What is expected ▸ Reproduce, from the lines below, exactly the stretch that begins at the line containing "pub fn json(&self)" and ends at the line containing "as a JSON array", both included.

-=-=-

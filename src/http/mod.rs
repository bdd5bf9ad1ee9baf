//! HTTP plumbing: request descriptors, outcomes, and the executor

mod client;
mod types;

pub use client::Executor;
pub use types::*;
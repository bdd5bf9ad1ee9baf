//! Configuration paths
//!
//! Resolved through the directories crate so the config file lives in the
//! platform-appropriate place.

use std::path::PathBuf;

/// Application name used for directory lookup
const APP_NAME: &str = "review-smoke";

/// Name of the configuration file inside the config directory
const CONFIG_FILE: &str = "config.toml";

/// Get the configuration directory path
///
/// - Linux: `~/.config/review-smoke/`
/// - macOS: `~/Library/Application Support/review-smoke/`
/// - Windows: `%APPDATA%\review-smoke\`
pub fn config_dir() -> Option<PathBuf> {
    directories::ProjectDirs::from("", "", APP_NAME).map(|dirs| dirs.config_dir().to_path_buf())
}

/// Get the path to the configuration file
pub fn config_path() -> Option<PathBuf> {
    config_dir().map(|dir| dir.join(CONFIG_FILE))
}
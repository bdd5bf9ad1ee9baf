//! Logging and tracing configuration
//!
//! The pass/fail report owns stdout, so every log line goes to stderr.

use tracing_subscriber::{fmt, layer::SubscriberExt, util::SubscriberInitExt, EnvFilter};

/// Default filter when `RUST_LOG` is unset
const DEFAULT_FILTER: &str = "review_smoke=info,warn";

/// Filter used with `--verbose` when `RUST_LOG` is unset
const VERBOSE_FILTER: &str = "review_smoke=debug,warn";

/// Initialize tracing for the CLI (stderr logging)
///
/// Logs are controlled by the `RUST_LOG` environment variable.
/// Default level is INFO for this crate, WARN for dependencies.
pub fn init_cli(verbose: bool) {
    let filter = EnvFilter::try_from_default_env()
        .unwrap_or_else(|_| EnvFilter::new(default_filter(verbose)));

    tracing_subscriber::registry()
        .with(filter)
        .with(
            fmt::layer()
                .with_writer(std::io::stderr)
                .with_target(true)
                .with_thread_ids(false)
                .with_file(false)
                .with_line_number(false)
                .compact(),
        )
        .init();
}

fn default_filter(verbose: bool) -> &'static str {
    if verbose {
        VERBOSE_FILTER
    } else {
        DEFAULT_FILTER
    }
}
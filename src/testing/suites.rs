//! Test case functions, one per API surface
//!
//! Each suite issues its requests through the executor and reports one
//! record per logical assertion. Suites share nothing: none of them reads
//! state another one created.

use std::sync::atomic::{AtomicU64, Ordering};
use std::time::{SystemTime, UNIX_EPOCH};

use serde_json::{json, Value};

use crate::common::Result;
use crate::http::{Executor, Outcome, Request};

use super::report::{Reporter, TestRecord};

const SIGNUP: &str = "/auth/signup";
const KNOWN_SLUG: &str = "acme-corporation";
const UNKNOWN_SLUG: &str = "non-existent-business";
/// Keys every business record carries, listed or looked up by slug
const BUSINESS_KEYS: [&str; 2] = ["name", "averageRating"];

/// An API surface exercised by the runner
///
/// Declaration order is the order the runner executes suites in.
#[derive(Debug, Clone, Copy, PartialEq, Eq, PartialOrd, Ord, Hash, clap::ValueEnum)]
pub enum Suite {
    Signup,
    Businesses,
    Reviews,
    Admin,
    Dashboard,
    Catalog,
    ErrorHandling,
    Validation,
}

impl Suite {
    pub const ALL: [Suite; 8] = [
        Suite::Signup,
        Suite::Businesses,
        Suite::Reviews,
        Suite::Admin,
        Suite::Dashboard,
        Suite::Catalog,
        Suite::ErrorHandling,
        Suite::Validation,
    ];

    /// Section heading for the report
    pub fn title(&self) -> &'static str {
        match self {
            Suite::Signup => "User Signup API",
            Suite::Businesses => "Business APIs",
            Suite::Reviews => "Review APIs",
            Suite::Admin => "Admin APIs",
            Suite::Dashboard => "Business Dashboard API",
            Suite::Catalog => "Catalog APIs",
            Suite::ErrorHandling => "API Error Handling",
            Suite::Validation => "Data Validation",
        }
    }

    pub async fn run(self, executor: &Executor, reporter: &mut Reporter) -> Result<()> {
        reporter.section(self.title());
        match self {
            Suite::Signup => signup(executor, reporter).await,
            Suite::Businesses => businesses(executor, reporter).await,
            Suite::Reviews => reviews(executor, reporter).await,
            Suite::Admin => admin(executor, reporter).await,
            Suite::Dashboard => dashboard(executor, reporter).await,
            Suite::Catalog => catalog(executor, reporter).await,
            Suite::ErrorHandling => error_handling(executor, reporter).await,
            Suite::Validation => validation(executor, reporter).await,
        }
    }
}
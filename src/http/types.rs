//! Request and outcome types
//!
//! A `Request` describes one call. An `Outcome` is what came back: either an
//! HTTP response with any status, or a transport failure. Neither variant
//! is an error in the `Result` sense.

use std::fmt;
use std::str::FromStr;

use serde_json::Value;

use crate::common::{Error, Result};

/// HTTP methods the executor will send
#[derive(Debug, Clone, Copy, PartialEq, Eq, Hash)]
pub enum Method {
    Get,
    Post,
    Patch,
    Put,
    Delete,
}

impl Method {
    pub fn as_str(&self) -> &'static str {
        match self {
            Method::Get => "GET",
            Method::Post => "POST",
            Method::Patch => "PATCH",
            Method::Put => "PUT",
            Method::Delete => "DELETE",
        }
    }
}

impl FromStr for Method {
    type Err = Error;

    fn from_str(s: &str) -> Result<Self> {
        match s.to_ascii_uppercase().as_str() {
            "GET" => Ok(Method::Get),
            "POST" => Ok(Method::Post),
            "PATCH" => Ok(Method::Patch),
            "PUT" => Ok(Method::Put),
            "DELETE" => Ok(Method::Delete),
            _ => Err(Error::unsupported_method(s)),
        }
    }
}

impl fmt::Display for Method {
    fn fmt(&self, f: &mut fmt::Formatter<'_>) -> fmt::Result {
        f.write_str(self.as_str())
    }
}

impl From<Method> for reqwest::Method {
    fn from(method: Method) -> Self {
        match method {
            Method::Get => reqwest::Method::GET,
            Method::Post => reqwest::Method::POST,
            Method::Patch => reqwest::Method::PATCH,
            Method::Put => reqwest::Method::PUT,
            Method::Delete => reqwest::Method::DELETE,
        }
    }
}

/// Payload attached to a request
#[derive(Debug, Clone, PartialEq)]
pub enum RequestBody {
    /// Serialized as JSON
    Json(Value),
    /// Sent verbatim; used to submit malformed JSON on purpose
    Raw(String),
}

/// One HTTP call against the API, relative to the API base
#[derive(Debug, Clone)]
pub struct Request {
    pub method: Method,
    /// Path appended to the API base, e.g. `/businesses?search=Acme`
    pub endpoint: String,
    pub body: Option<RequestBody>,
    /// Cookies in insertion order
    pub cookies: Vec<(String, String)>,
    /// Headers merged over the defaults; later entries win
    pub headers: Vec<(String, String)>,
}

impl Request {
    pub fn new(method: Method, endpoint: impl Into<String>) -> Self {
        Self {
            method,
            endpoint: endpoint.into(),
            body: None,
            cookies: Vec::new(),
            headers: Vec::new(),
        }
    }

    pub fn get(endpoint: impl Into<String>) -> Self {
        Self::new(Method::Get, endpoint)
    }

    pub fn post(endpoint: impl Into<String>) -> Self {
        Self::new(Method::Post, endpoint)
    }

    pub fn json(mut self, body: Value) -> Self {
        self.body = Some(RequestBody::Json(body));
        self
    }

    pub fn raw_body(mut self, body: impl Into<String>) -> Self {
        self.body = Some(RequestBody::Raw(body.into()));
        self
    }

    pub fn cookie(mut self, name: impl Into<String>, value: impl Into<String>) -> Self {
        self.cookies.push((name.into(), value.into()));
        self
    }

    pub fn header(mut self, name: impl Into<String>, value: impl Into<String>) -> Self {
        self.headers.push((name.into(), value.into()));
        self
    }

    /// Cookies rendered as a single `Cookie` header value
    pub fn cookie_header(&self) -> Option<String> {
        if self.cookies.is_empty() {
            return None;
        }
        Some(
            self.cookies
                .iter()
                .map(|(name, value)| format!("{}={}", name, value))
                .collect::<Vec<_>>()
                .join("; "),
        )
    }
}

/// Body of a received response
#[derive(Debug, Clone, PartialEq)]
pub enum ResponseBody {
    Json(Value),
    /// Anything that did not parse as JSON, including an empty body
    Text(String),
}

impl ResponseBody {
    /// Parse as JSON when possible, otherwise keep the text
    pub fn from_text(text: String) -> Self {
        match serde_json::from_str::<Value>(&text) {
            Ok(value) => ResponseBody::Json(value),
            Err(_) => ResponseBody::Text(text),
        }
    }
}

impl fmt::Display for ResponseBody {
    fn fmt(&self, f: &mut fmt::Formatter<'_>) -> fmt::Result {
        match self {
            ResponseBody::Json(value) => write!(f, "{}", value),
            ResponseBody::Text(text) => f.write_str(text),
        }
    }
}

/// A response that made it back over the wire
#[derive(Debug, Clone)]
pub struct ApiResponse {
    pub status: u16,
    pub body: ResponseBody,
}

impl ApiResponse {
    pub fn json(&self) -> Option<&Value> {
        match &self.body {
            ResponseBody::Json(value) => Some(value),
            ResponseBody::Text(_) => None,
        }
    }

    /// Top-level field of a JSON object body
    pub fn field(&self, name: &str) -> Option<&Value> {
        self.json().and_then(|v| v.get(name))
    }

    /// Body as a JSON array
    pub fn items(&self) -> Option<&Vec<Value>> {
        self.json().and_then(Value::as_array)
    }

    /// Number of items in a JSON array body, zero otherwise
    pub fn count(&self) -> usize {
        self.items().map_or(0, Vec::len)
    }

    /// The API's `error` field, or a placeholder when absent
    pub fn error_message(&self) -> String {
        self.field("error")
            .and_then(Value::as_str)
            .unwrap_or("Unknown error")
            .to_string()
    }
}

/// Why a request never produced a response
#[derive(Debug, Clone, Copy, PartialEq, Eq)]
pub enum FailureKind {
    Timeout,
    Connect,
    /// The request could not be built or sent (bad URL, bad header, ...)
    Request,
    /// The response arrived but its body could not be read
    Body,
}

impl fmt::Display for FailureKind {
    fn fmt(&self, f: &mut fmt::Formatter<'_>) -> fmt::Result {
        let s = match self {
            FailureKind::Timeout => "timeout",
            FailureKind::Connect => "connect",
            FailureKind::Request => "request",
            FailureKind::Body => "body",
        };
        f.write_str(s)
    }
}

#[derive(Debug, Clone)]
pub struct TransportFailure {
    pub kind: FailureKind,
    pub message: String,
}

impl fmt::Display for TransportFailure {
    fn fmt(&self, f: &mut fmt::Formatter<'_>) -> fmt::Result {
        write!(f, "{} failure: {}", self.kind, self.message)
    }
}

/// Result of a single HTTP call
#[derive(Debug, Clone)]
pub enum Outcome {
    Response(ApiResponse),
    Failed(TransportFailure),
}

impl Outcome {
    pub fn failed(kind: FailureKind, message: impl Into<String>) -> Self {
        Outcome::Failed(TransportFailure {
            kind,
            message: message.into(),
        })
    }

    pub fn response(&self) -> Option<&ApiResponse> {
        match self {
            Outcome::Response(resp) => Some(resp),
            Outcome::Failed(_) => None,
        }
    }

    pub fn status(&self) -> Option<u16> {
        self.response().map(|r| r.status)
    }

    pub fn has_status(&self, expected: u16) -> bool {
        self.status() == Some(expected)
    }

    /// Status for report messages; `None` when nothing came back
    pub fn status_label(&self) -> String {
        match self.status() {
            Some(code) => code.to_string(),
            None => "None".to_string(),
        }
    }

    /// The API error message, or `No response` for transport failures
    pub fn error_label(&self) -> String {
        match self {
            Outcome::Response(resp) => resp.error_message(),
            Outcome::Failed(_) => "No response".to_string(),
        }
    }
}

-=-=-

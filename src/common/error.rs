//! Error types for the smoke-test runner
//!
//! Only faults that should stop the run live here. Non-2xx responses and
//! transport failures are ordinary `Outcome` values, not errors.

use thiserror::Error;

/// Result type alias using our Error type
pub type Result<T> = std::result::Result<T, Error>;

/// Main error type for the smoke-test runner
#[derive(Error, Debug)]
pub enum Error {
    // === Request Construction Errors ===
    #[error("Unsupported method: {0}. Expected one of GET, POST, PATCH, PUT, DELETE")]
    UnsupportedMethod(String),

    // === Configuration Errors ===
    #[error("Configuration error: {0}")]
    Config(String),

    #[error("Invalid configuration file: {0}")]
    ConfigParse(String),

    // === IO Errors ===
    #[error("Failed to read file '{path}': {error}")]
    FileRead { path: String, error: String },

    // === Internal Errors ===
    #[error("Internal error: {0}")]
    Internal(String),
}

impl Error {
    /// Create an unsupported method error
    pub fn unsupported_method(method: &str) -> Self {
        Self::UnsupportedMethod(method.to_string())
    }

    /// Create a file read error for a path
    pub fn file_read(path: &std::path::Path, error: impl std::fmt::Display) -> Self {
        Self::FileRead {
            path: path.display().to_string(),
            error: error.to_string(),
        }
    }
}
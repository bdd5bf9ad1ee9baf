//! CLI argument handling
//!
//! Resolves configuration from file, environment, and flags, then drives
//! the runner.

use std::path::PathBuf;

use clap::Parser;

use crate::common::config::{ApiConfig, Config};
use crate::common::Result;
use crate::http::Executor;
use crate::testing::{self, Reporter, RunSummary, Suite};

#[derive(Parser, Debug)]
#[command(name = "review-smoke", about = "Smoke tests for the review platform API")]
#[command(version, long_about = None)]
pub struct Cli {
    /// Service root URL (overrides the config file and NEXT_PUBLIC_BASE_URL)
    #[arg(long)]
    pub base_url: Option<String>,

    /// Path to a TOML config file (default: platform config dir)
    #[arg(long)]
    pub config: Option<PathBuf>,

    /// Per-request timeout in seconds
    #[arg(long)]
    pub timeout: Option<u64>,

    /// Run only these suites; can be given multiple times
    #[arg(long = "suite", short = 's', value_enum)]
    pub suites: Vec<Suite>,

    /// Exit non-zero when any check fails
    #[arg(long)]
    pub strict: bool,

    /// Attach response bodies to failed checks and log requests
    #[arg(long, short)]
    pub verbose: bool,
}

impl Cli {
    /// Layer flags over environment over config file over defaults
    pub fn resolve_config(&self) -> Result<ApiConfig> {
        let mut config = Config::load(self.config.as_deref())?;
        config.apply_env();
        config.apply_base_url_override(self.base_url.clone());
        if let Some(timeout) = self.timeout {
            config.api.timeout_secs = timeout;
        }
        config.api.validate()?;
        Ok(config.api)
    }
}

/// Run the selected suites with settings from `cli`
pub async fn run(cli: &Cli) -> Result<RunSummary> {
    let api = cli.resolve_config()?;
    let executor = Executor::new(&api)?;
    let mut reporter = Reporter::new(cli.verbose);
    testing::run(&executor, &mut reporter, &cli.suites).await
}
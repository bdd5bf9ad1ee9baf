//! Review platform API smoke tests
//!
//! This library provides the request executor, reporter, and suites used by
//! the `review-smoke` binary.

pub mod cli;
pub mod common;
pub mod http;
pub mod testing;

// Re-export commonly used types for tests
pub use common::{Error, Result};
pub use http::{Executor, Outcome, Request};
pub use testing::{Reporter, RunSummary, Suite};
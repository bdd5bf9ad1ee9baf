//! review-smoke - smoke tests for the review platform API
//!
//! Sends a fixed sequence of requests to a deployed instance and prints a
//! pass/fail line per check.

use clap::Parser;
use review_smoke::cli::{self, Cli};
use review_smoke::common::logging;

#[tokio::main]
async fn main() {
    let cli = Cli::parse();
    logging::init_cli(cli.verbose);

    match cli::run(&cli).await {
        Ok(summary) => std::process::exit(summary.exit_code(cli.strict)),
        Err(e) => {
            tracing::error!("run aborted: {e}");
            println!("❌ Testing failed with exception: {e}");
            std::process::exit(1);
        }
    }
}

-=-=-

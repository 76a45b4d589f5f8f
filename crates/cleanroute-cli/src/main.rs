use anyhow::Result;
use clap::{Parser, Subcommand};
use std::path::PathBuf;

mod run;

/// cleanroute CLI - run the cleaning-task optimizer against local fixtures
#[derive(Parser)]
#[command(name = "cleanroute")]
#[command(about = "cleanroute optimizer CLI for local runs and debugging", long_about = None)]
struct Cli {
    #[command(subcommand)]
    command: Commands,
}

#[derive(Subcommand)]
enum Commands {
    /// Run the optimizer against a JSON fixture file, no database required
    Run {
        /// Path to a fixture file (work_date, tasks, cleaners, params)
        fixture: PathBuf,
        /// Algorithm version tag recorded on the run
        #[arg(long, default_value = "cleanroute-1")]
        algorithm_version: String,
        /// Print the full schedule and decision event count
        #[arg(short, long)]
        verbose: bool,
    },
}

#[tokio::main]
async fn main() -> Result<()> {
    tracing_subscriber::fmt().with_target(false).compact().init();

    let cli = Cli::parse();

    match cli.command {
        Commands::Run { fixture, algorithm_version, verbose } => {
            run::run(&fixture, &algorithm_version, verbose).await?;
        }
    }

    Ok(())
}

-=-=-

Answer space ▸
    pub fn json(&self) -> Option<&Value> {
        match &self.body {
            ResponseBody::Json(value) => Some(value),
            ResponseBody::Text(_) => None,
        }
    }

    /// Top-level field of a JSON object body
    pub fn field(&self, name: &str) -> Option<&Value> {
        self.json().and_then(|v| v.get(name))
    }

    /// Body as a JSON array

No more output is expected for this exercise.